Monday, January 4, 2016

Scream 3 [MA]


For many people the Woodsboro murders are buried in the past, but for Sidney, Dewey, and Gale they are still very real. The nightmare begins yet again when newly successful Cotton Weary is brutally murdered and the production of ‘Stab 3’, a third movie based on Sidney’s story, comes to a grinding halt. All too soon the film’s cast are being picked off one by one, each body being left with a picture of Sidney’s mother. With the body count increasing, Sidney is forced out of hiding and has a new horror to face. 

It’s the third movie people and this is the one where all the rules go out the window. Wes Craven teams up with screenwriter Ehren Kruger (horror movie fans feel free to give that irony a little giggle) and the result is this gripping and gory third instalment of an unexpected trilogy. This is the movie that did was the sequel was expected to do. The body is count is phenomenally higher with two games of slasher hide-and-seek going on within the very first scene. 

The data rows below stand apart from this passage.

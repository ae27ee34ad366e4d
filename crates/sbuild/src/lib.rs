//! Staging bundles for container image builds.
//!
//! This is the unified facade crate that re-exports the sbuild sub-crates.
//! Use feature flags to control which components are included.
//!
//! # Feature flags
//!
//! | Feature | Default | Crate | Description |
//! |---------|---------|-------|-------------|
//! | `core` | yes | [`sbuild-core`](https://crates.io/crates/sbuild-core) | Configuration, recipe model, shared types |
//! | `bundle` | yes | [`sbuild-bundle`](https://crates.io/crates/sbuild-bundle) | Bundle allocation, registry, section gate |
//!
//! # Quick start
//!
//! ```rust,no_run
//! use std::path::Path;
//! use sbuild::SbuildConfig;
//! use sbuild::bundle::BundleAllocator;
//!
//! # fn main() -> Result<(), Box<dyn std::error::Error>> {
//! let config = SbuildConfig::load(Path::new("."))?;
//! let allocator = BundleAllocator::new().with_config(config.bundle);
//! let bundle = allocator.create_with_options("", &config.build)?;
//!
//! if bundle.run_section("post") {
//!     println!("post runs in {}", bundle.rootfs()?.display());
//! }
//! # Ok(())
//! # }
//! ```

// Core types flattened into root namespace for convenience.
#[cfg(feature = "core")]
pub use sbuild_core::*;

/// Bundle allocation, filesystem object registry, and section gating.
///
/// See [`sbuild-bundle`](https://crates.io/crates/sbuild-bundle) for details.
#[cfg(feature = "bundle")]
pub mod bundle {
    pub use sbuild_bundle::*;
}
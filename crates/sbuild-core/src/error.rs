use std::path::PathBuf;

pub type Result<T> = std::result::Result<T, Error>;

#[derive(Debug, thiserror::Error)]
pub enum Error {
    #[error("failed to load config from {path}")]
    ConfigLoad {
        path: PathBuf,
        source: std::io::Error,
    },

    #[error("failed to parse config at {path}")]
    ConfigParse {
        path: PathBuf,
        source: toml::de::Error,
    },
}
use std::collections::BTreeMap;
use std::path::{Path, PathBuf};

use sbuild_core::Definition;
use sbuild_core::encoding::{base64_map, null_as_default};
use serde::{Deserialize, Serialize};

use crate::error::BundleError;
use crate::fs::StagingFs;
use crate::log::{BuildLog, BundleEvent};
use crate::registry::{FsLabel, FsObjects};
use crate::sections::SectionGate;

/// Staging environment of a single image build.
///
/// Created by [`BundleAllocator`](crate::BundleAllocator), then read and
/// mutated by every phase of the build. It owns no cleanup logic: dropping a
/// `Bundle` leaves `path` on disk.
///
/// The JSON field names are shared with other build-phase processes and must
/// not change. Maps are ordered so the same descriptor always encodes to the
/// same bytes.
#[derive(Debug, Clone, PartialEq, Eq, Serialize, Deserialize)]
pub struct Bundle {
    #[serde(rename = "fsObjects", default, deserialize_with = "null_as_default")]
    pub fs_objects: FsObjects,
    /// Build-time metadata blobs (derived JSON fragments and the like)
    #[serde(rename = "jsonObjects", default, with = "base64_map")]
    pub json_objects: BTreeMap<String, Vec<u8>>,
    #[serde(rename = "rawDeffile", default, deserialize_with = "null_as_default")]
    pub recipe: Definition,
    /// Host paths to bind-mount during the build, in mount order
    #[serde(rename = "bindPath", default, deserialize_with = "null_as_default")]
    pub bind_paths: Vec<PathBuf>,
    #[serde(rename = "bundlePath")]
    pub path: PathBuf,
    /// Overwrite existing output
    #[serde(default)]
    pub force: bool,
    /// Build on top of an existing sandbox
    #[serde(default)]
    pub update: bool,
    /// Skip the test section
    #[serde(rename = "noTest", default)]
    pub no_test: bool,
    /// Sections to run, in evaluation order (see [`crate::sections`])
    #[serde(default, deserialize_with = "null_as_default")]
    pub sections: Vec<String>,
}

impl Bundle {
    /// Descriptor for an already allocated staging root, with the default
    /// filesystem object layout registered but not created.
    pub(crate) fn at(path: PathBuf) -> Self {
        Self {
            fs_objects: FsObjects::with_defaults(),
            json_objects: BTreeMap::new(),
            recipe: Definition::default(),
            bind_paths: Vec::new(),
            path,
            force: false,
            update: false,
            no_test: false,
            sections: Vec::new(),
        }
    }

    /// Path to the root filesystem in the bundle.
    pub fn rootfs(&self) -> Result<PathBuf, BundleError> {
        self.resolve(FsLabel::Rootfs)
    }

    /// Absolute path of a registered filesystem object.
    pub fn resolve(&self, label: impl Into<FsLabel>) -> Result<PathBuf, BundleError> {
        self.fs_objects.resolve(&self.path, &label.into())
    }

    /// Register `label` at `relative` and create its directory.
    ///
    /// Used by collaborators that add objects on demand, e.g. the metadata
    /// directory. Returns the absolute path.
    pub fn materialize<F: StagingFs, L: BuildLog>(
        &mut self,
        label: impl Into<FsLabel>,
        relative: impl Into<PathBuf>,
        fs: &F,
        log: &L,
    ) -> Result<PathBuf, BundleError> {
        let label = label.into();
        self.fs_objects.register(label.clone(), relative)?;
        let path = self.resolve(label.clone())?;
        fs.create_dir_all(&path)
            .map_err(|e| BundleError::DirectoryCreation {
                label: label.to_string(),
                path: path.clone(),
                source: e,
            })?;
        log.record(&BundleEvent::FsObjectCreated {
            label: label.to_string(),
            path: path.clone(),
        });
        Ok(path)
    }

    /// Whether `section` should execute for this build.
    pub fn run_section(&self, section: &str) -> bool {
        self.section_gate().should_run(section)
    }

    /// Whether the test section should execute: it must pass the gate and
    /// not be disabled with `no_test`.
    pub fn run_test_section(&self) -> bool {
        !self.no_test && self.run_section("test")
    }

    pub fn section_gate(&self) -> SectionGate<'_> {
        SectionGate::new(&self.sections)
    }

    /// Store a metadata blob, returning the one it replaced.
    pub fn add_json_object(&mut self, key: impl Into<String>, blob: Vec<u8>) -> Option<Vec<u8>> {
        self.json_objects.insert(key.into(), blob)
    }

    /// Append a bind-mount source. Duplicates are kept; order is mount order.
    pub fn push_bind_path(&mut self, path: impl Into<PathBuf>) {
        self.bind_paths.push(path.into());
    }

    pub fn to_json(&self) -> Result<String, BundleError> {
        serde_json::to_string(self).map_err(|e| BundleError::Encode { source: e })
    }

    pub fn from_json(json: &str) -> Result<Self, BundleError> {
        serde_json::from_str(json).map_err(|e| BundleError::Decode { source: e })
    }

    /// Persist the descriptor so a later phase in another process can load it.
    pub fn save(&self, file: &Path) -> Result<(), BundleError> {
        let json = serde_json::to_vec_pretty(self).map_err(|e| BundleError::Encode { source: e })?;
        std::fs::write(file, json).map_err(|e| BundleError::Persist {
            path: file.to_path_buf(),
            source: e,
        })?;
        tracing::info!(bundle = %self.path.display(), file = %file.display(), "saved bundle descriptor");
        Ok(())
    }

    pub fn load(file: &Path) -> Result<Self, BundleError> {
        let content = std::fs::read_to_string(file).map_err(|e| BundleError::Read {
            path: file.to_path_buf(),
            source: e,
        })?;
        Self::from_json(&content)
    }
}
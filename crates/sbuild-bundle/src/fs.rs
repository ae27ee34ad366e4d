use std::path::{Path, PathBuf};

/// Abstraction over the filesystem calls the allocator makes, for testability.
///
/// Production code uses [`HostFs`], tests use mockall-generated mocks.
pub trait StagingFs: Send + Sync {
    /// Directory new staging roots are created under.
    fn temp_root(&self) -> PathBuf;

    /// Create a new, uniquely named directory under `root` whose name starts
    /// with `prefix`. Uniqueness is this call's guarantee.
    fn create_unique_dir(&self, root: &Path, prefix: &str) -> std::io::Result<PathBuf>;

    /// Create `path` and any missing parents.
    fn create_dir_all(&self, path: &Path) -> std::io::Result<()>;
}

/// Real filesystem.
pub struct HostFs;

impl StagingFs for HostFs {
    fn temp_root(&self) -> PathBuf {
        std::env::temp_dir()
    }

    fn create_unique_dir(&self, root: &Path, prefix: &str) -> std::io::Result<PathBuf> {
        // The directory outlives this call; removal belongs to build cleanup.
        let dir = tempfile::Builder::new().prefix(prefix).tempdir_in(root)?;
        Ok(dir.keep())
    }

    fn create_dir_all(&self, path: &Path) -> std::io::Result<()> {
        let mut builder = std::fs::DirBuilder::new();
        builder.recursive(true);
        #[cfg(unix)]
        {
            use std::os::unix::fs::DirBuilderExt;
            builder.mode(0o755);
        }
        builder.create(path)
    }
}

Whilst it doesn’t capture the fun of Williamson’s original bubblegum-blonde-Drew-Barrymore-movie-trivia opening scene, it still proves gripping, fun, and enthralling. The classic and addictive metafiction that Williamson injected into the first two movies is still ripe in Kruger’s script; in fact it proves to work better and in a more balanced way in contrast to the sequel. 
For the majority of the film it is a slasher movie and one that successfully delivers the contractual thrills of the genre: the body count, the blood, the suspenseful stalking scenes all work to achieve the expected thrills and chills of the genre. But more than that, the balance between the actual scary slasher-stalking story and the scenes of metafictive information dumps is really well done. The scenes where the movie provides commentary on its genre and itself as a third instalment are spread evenly apart and it’s really nice because it allows us to become emotionally involved with the characters, get into the story, get psyched up about the appearances of the killer, and then provides us with this nice and refreshingly funny bit of metafictive humour. Hell, we even get a revisit from Randy with his know-how on the subject. 

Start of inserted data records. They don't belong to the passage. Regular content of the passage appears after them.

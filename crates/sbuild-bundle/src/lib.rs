//! Build bundle staging for sbuild.
//!
//! A [`Bundle`] is the transient staging area for one image build: a
//! uniquely named temp directory, the filesystem objects registered inside
//! it, the parsed recipe, and the knobs that decide which sections run.
//!
//! # Build flow
//!
//! ```text
//! orchestrator
//!   1. Allocate   ── BundleAllocator::create_bundle() → /tmp/sbuild--XXXX/fs
//!   2. Parse      ── recipe → bundle.recipe
//!   3. Phases     ── for each section: bundle.run_section(name)?
//!                      └─ executors write into bundle.rootfs(), json_objects
//!   4. Package    ── reads fs_objects / json_objects
//!   5. Cleanup    ── removes bundle.path (not done here)
//! ```
//!
//! Phases that run as separate processes hand the descriptor over with
//! [`Bundle::save`] / [`Bundle::load`].

pub mod allocator;
pub mod bundle;
pub mod error;
pub mod fs;
pub mod log;
pub mod registry;
pub mod sections;

pub use allocator::{BundleAllocator, create_bundle};
pub use bundle::Bundle;
pub use error::BundleError;
pub use fs::{HostFs, StagingFs};
pub use log::{BuildLog, BundleEvent, TracingLog};
pub use registry::{FsLabel, FsObjects};
pub use sections::{SectionGate, should_run};
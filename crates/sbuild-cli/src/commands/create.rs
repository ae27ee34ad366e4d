use std::path::PathBuf;

use sbuild_bundle::BundleAllocator;
use sbuild_core::SbuildConfig;

pub struct CreateArgs {
    pub prefix: String,
    pub sections: Vec<String>,
    /// `None` keeps the sbuild.toml value
    pub force: Option<bool>,
    pub update: Option<bool>,
    pub no_test: Option<bool>,
    pub bind_paths: Vec<PathBuf>,
    pub out: Option<PathBuf>,
}

pub fn create(args: CreateArgs) -> anyhow::Result<()> {
    let config = SbuildConfig::load(&PathBuf::from("."))?;

    // Command-line values replace sbuild.toml values; sections replace the whole list.
    let mut options = config.build;
    if !args.sections.is_empty() {
        options.sections = args.sections;
    }
    if let Some(force) = args.force {
        options.force = force;
    }
    if let Some(update) = args.update {
        options.update = update;
    }
    if let Some(no_test) = args.no_test {
        options.no_test = no_test;
    }

    let allocator = BundleAllocator::new().with_config(config.bundle);
    let mut bundle = allocator.create_with_options(&args.prefix, &options)?;
    for path in args.bind_paths {
        bundle.push_bind_path(path);
    }

    match args.out {
        Some(file) => {
            bundle.save(&file)?;
            println!("{}", bundle.path.display());
        }
        None => println!("{}", serde_json::to_string_pretty(&bundle)?),
    }
    Ok(())
}
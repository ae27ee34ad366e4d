//! Section gating.
//!
//! A build is configured with an ordered list of section names. Two entries
//! are sentinels: `"none"` and `"all"`. The list is scanned left to right and
//! the first entry that is a sentinel or names the section decides:
//!
//! | first decisive entry | result |
//! |----------------------|--------|
//! | `"none"`             | skip   |
//! | `"all"`              | run    |
//! | the section's name   | run    |
//! | (nothing)            | skip   |
//!
//! This is deliberately not set membership: `["none", "all"]` skips
//! everything while `["all", "none"]` runs everything.

/// Sentinel that stops the scan with "skip".
pub const NONE: &str = "none";
/// Sentinel that stops the scan with "run".
pub const ALL: &str = "all";

/// Sections a recipe can define, in the order a build executes them.
pub const BUILD_PHASES: &[&str] = &[
    "pre",
    "setup",
    "files",
    "post",
    "environment",
    "runscript",
    "startscript",
    "labels",
    "help",
    "test",
];

/// Whether `section` runs under the configured `sections` list.
pub fn should_run<S: AsRef<str>>(section: &str, sections: &[S]) -> bool {
    for entry in sections.iter().map(AsRef::as_ref) {
        if entry == NONE {
            return false;
        }
        if entry == ALL || entry == section {
            return true;
        }
    }
    false
}

/// Section list borrowed from a bundle, with the gate applied to it.
#[derive(Debug, Clone, Copy)]
pub struct SectionGate<'a> {
    sections: &'a [String],
}

impl<'a> SectionGate<'a> {
    pub fn new(sections: &'a [String]) -> Self {
        Self { sections }
    }

    pub fn should_run(&self, section: &str) -> bool {
        should_run(section, self.sections)
    }

    /// The candidates that would run, in the candidates' order.
    pub fn plan<'c>(&self, candidates: &[&'c str]) -> Vec<&'c str> {
        candidates
            .iter()
            .copied()
            .filter(|name| self.should_run(name))
            .collect()
    }
}
//! Serde helpers for byte blobs.
//!
//! Blobs travel as standard base64 strings so descriptors written by other
//! build-phase processes decode byte-exact.

use base64::Engine;
use base64::engine::general_purpose::STANDARD;

/// `#[serde(with = "sbuild_core::encoding::base64_bytes")]` for `Vec<u8>`.
pub mod base64_bytes {
    use super::{Engine, STANDARD};
    use serde::{Deserialize, Deserializer, Serializer};

    pub fn serialize<S: Serializer>(bytes: &[u8], serializer: S) -> Result<S::Ok, S::Error> {
        serializer.serialize_str(&STANDARD.encode(bytes))
    }

    pub fn deserialize<'de, D: Deserializer<'de>>(deserializer: D) -> Result<Vec<u8>, D::Error> {
        let encoded = Option::<String>::deserialize(deserializer)?;
        match encoded {
            Some(s) => STANDARD.decode(s).map_err(serde::de::Error::custom),
            None => Ok(Vec::new()),
        }
    }
}

/// `#[serde(with = "sbuild_core::encoding::base64_map")]` for
/// `BTreeMap<String, Vec<u8>>`.
pub mod base64_map {
    use super::{Engine, STANDARD};
    use serde::ser::SerializeMap;
    use serde::{Deserialize, Deserializer, Serializer};
    use std::collections::BTreeMap;

    pub fn serialize<S: Serializer>(
        map: &BTreeMap<String, Vec<u8>>,
        serializer: S,
    ) -> Result<S::Ok, S::Error> {
        let mut out = serializer.serialize_map(Some(map.len()))?;
        for (key, blob) in map {
            out.serialize_entry(key, &STANDARD.encode(blob))?;
        }
        out.end()
    }

    pub fn deserialize<'de, D: Deserializer<'de>>(
        deserializer: D,
    ) -> Result<BTreeMap<String, Vec<u8>>, D::Error> {
        // `null` is what an unset map looks like on the wire
        let Some(encoded) = Option::<BTreeMap<String, String>>::deserialize(deserializer)? else {
            return Ok(BTreeMap::new());
        };
        encoded
            .into_iter()
            .map(|(key, s)| {
                STANDARD
                    .decode(s)
                    .map(|blob| (key, blob))
                    .map_err(serde::de::Error::custom)
            })
            .collect()
    }
}

/// Decodes `null` as `T::default()`.
///
/// Descriptors produced elsewhere write unset maps and lists as `null`.
pub fn null_as_default<'de, D, T>(deserializer: D) -> Result<T, D::Error>
where
    D: serde::Deserializer<'de>,
    T: Default + serde::Deserialize<'de>,
{
    use serde::Deserialize;
    match Option::<T>::deserialize(deserializer)? {
        Some(value) => Ok(value),
        None => Ok(T::default()),
    }
}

On the negative side, the story itself is a bit of a wild card. Adhering to the idea that third movies bring up unresolved issues from the past, the central drama centres around the mysterious character of Maureen Prescott, and Sidney is almost literally haunted by ghosts in this flick with the connections between her mother and the murders being a little stretched. Whilst the connections technically do work and there isn’t really anything wrong with them, they do feel a little bit loosey goosey and there is a slight reaction of ‘ugh, oh really?’ when the identity of the killer is revealed. 
Having said that, that’s the only real problem there is with this film. The performances are all just as good, the writing is still witty and glorious, and it provides more creativity in terms of the body count, the murders, the motives, everything really. 

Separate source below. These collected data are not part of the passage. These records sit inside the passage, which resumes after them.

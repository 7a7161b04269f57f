//! Per-CPU registry.
//!
//! One slot per physical core, handed out densely at bring-up and never
//! reclaimed. The registry itself is plain data and every lookup takes an
//! explicit [`CoreId`]; the only ambient piece is [`current`], which reads
//! the index a core published about itself through its GS base.

use core::sync::atomic::{AtomicBool, AtomicU32, AtomicU64, AtomicUsize, Ordering};

use crate::process::ProcessHandle;

/// Hard limit on cores the kernel will drive.
pub const MAX_CORES: usize = 16;

const NO_PROCESS: usize = usize::MAX;

/// Dense scheduling index of a registered core (`0..registered_count`).
#[derive(Clone, Copy, Debug, PartialEq, Eq, PartialOrd, Ord, Hash)]
pub struct CoreId(usize);

impl CoreId {
    /// Only the registry mints ids for real cores; tests and bring-up code
    /// that already validated the index use this.
    pub const fn from_index(index: usize) -> Self {
        CoreId(index)
    }

    #[inline]
    pub const fn index(self) -> usize {
        self.0
    }
}

/// Snapshot of what the registry knows about one core.
#[derive(Clone, Copy, Debug, PartialEq, Eq)]
pub struct CoreInfo {
    pub id: CoreId,
    /// Local APIC id.
    pub hw_id: u32,
    /// Processor id reported by the boot protocol.
    pub firmware_id: u32,
}

/// Returned by [`CoreRegistry::register`] when all slots are taken.
#[derive(Clone, Copy, Debug, PartialEq, Eq)]
pub struct RegistryFull;

impl core::fmt::Display for RegistryFull {
    fn fmt(&self, f: &mut core::fmt::Formatter<'_>) -> core::fmt::Result {
        write!(f, "core registry full ({} slots)", MAX_CORES)
    }
}

struct CoreSlot {
    registered: AtomicBool,
    hw_id: AtomicU32,
    firmware_id: AtomicU32,
    current: AtomicUsize,
}

impl CoreSlot {
    const fn new() -> Self {
        CoreSlot {
            registered: AtomicBool::new(false),
            hw_id: AtomicU32::new(0),
            firmware_id: AtomicU32::new(0),
            current: AtomicUsize::new(NO_PROCESS),
        }
    }
}

pub struct CoreRegistry {
    slots: [CoreSlot; MAX_CORES],
    count: AtomicUsize,
}

impl CoreRegistry {
    pub const fn new() -> Self {
        CoreRegistry {
            slots: [const { CoreSlot::new() }; MAX_CORES],
            count: AtomicUsize::new(0),
        }
    }

    /// Claims the next free slot. Does not deduplicate: callers that may see
    /// the same core twice check [`find_by_hw_id`](Self::find_by_hw_id) first.
    pub fn register(&self, hw_id: u32, firmware_id: u32) -> Result<CoreId, RegistryFull> {
        let mut index = self.count.load(Ordering::Acquire);
        loop {
            if index >= MAX_CORES {
                return Err(RegistryFull);
            }
            match self.count.compare_exchange_weak(
                index,
                index + 1,
                Ordering::AcqRel,
                Ordering::Acquire,
            ) {
                Ok(_) => break,
                Err(seen) => index = seen,
            }
        }

        let slot = &self.slots[index];
        slot.hw_id.store(hw_id, Ordering::Relaxed);
        slot.firmware_id.store(firmware_id, Ordering::Relaxed);
        slot.current.store(NO_PROCESS, Ordering::Relaxed);
        // A slot is claimed once; a second store would be a registry bug.
        let was_registered = slot.registered.swap(true, Ordering::Release);
        debug_assert!(!was_registered);
        Ok(CoreId(index))
    }

    /// Linear scan. Bring-up only.
    pub fn find_by_hw_id(&self, hw_id: u32) -> Option<CoreId> {
        self.slots
            .iter()
            .take(self.registered_count())
            .position(|slot| {
                slot.registered.load(Ordering::Acquire)
                    && slot.hw_id.load(Ordering::Relaxed) == hw_id
            })
            .map(CoreId)
    }

    pub fn registered_count(&self) -> usize {
        self.count.load(Ordering::Acquire).min(MAX_CORES)
    }

    pub fn is_registered(&self, core: CoreId) -> bool {
        self.slots
            .get(core.0)
            .is_some_and(|slot| slot.registered.load(Ordering::Acquire))
    }

    pub fn info(&self, core: CoreId) -> Option<CoreInfo> {
        if !self.is_registered(core) {
            return None;
        }
        let slot = &self.slots[core.0];
        Some(CoreInfo {
            id: core,
            hw_id: slot.hw_id.load(Ordering::Relaxed),
            firmware_id: slot.firmware_id.load(Ordering::Relaxed),
        })
    }

    /// Process running on `core`, if any. Lock-free; only `core` writes it.
    #[inline]
    pub fn current_process(&self, core: CoreId) -> Option<ProcessHandle> {
        match self.slots[core.0].current.load(Ordering::Acquire) {
            NO_PROCESS => None,
            index => Some(ProcessHandle::from_index(index)),
        }
    }

    #[inline]
    pub fn set_current_process(&self, core: CoreId, process: Option<ProcessHandle>) {
        let raw = process.map_or(NO_PROCESS, |p| p.index());
        self.slots[core.0].current.store(raw, Ordering::Release);
    }
}

impl Default for CoreRegistry {
    fn default() -> Self {
        Self::new()
    }
}

// ---------------------------------------------------------------------------
// Hardware anchor
// ---------------------------------------------------------------------------

/// Block each core reaches through its GS base while in the kernel. The
/// entry stubs address it by offset, so the layout is fixed.
#[repr(C, align(64))]
pub struct CoreLocal {
    self_ptr: AtomicU64,
    /// Privileged stack of the running process, loaded by `syscall` entry.
    kernel_rsp: AtomicU64,
    /// Scratch slot for the user stack pointer during `syscall` entry.
    user_rsp: AtomicU64,
    /// Top of this core's own stack; trap handlers run here.
    core_stack_top: AtomicU64,
    index: AtomicU64,
}

pub const CORE_LOCAL_KERNEL_RSP: usize = 8;
pub const CORE_LOCAL_USER_RSP: usize = 16;
pub const CORE_LOCAL_CORE_STACK: usize = 24;
pub const CORE_LOCAL_INDEX: usize = 32;

const _: () = {
    assert!(core::mem::offset_of!(CoreLocal, kernel_rsp) == CORE_LOCAL_KERNEL_RSP);
    assert!(core::mem::offset_of!(CoreLocal, user_rsp) == CORE_LOCAL_USER_RSP);
    assert!(core::mem::offset_of!(CoreLocal, core_stack_top) == CORE_LOCAL_CORE_STACK);
    assert!(core::mem::offset_of!(CoreLocal, index) == CORE_LOCAL_INDEX);
};

impl CoreLocal {
    const fn new() -> Self {
        CoreLocal {
            self_ptr: AtomicU64::new(0),
            kernel_rsp: AtomicU64::new(0),
            user_rsp: AtomicU64::new(0),
            core_stack_top: AtomicU64::new(0),
            index: AtomicU64::new(0),
        }
    }
}

static CORE_LOCAL: [CoreLocal; MAX_CORES] = [const { CoreLocal::new() }; MAX_CORES];

/// Makes `core` discoverable through [`current`] on the calling CPU. Must
/// run exactly once per core, on that core, before it takes any trap.
pub fn publish(core: CoreId, core_stack_top: u64) {
    use x86_64::VirtAddr;
    use x86_64::registers::model_specific::{GsBase, KernelGsBase};

    let local = &CORE_LOCAL[core.0];
    let base = local as *const CoreLocal as u64;
    local.self_ptr.store(base, Ordering::Relaxed);
    local.core_stack_top.store(core_stack_top, Ordering::Relaxed);
    local.index.store(core.0 as u64, Ordering::Relaxed);

    // Kernel runs with GS = CoreLocal; `swapgs` on the way out parks it in
    // KERNEL_GS_BASE and hands user mode a zero GS.
    GsBase::write(VirtAddr::new(base));
    KernelGsBase::write(VirtAddr::new(0));
}

/// The calling core. O(1), no locks. Only valid in kernel mode after
/// [`publish`].
#[inline]
pub fn current() -> CoreId {
    let index: u64;
    unsafe {
        core::arch::asm!(
            "mov {}, gs:[{off}]",
            out(reg) index,
            off = const CORE_LOCAL_INDEX,
            options(nostack, preserves_flags, readonly)
        );
    }
    CoreId(index as usize)
}

/// Stack the `syscall` entry stub switches to for `core`.
pub fn set_syscall_stack(core: CoreId, top: u64) {
    CORE_LOCAL[core.0].kernel_rsp.store(top, Ordering::Release);
}

#[cfg(test)]
mod tests {
    use super::*;

    #[test]
    fn register_hands_out_dense_indices() {
        let registry = CoreRegistry::new();
        let a = registry.register(0, 0).unwrap();
        let b = registry.register(4, 1).unwrap();
        assert_eq!((a.index(), b.index()), (0, 1));
        assert_eq!(registry.registered_count(), 2);
        assert_eq!(
            registry.info(b),
            Some(CoreInfo { id: b, hw_id: 4, firmware_id: 1 })
        );
    }

    #[test]
    fn register_fails_cleanly_when_full() {
        let registry = CoreRegistry::new();
        for hw in 0..MAX_CORES as u32 {
            registry.register(hw, hw).unwrap();
        }
        assert_eq!(registry.register(99, 99), Err(RegistryFull));
        assert_eq!(registry.registered_count(), MAX_CORES);
        assert_eq!(registry.find_by_hw_id(99), None);
    }

    #[test]
    fn duplicate_hw_ids_create_two_cores() {
        let registry = CoreRegistry::new();
        let first = registry.register(7, 0).unwrap();
        let second = registry.register(7, 1).unwrap();
        assert_ne!(first, second);
        // Lookup finds the first match.
        assert_eq!(registry.find_by_hw_id(7), Some(first));
    }

    #[test]
    fn current_process_round_trips() {
        let registry = CoreRegistry::new();
        let core = registry.register(0, 0).unwrap();
        assert_eq!(registry.current_process(core), None);

        let p = ProcessHandle::from_index(3);
        registry.set_current_process(core, Some(p));
        assert_eq!(registry.current_process(core), Some(p));
        registry.set_current_process(core, None);
        assert_eq!(registry.current_process(core), None);
    }

    #[test]
    fn unregistered_slots_have_no_info() {
        let registry = CoreRegistry::new();
        assert!(!registry.is_registered(CoreId::from_index(0)));
        assert_eq!(registry.info(CoreId::from_index(0)), None);
        assert!(!registry.is_registered(CoreId::from_index(MAX_CORES + 3)));
    }
}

Starring Neve Campbell, David Arquette, Courtney Cox, Lieve Schreiber, Scott Foley, Roger Corman, Lance Henriksen, Josh Pais, Deon Richmond, Matt Keeslar, Jenny McCarthy, Emily Mortimer, Patrick Warburton, Parker Posey, Lawrence Hecht, Patrick Dempsey, and featuring a sneaky appearance from Jay and Silent Bob, Scream 3 is a fun and gripping slasher flick that I really enjoyed. I actually found it more fun than the sequel because it does deliver everything a sequel should with the added surprise elements of the third movie promises. At the end of the day, this is a really fun movie.